Task goal
Answer with a single number: the count of lines below that hold "Serialize".

Stored records
=====
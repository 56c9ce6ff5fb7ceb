// src/routes/health.rs
//! Health check endpoint for the fire gateway.
//!
//! Container orchestrators and operators use `/health` to verify that the
//! process is up and to see where the ingestion loop stands: its connection
//! state and how many messages fell into each failure category.

use std::sync::Arc;

use axum::{extract::State, routing::get, Json, Router};
use serde::Serialize;

use crate::ingest::{IngestStats, StatsSnapshot};

/// JSON response body for the `/health` endpoint.
#[derive(Serialize)]
struct HealthResponse {
    status: &'static str,
    #[serde(flatten)]
    ingest: StatsSnapshot,
}

/// Handle `GET /health`.
///
/// Reads the shared counters only; never touches the broker or the database.
async fn health(State(stats): State<Arc<IngestStats>>) -> Json<HealthResponse> {
    Json(HealthResponse {
        status: "ok",
        ingest: stats.snapshot(),
    })
}

/// Create a subrouter containing the `/health` route.
pub fn router() -> Router<Arc<IngestStats>> {
    Router::new().route("/health", get(health))
}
=====
Answer section
2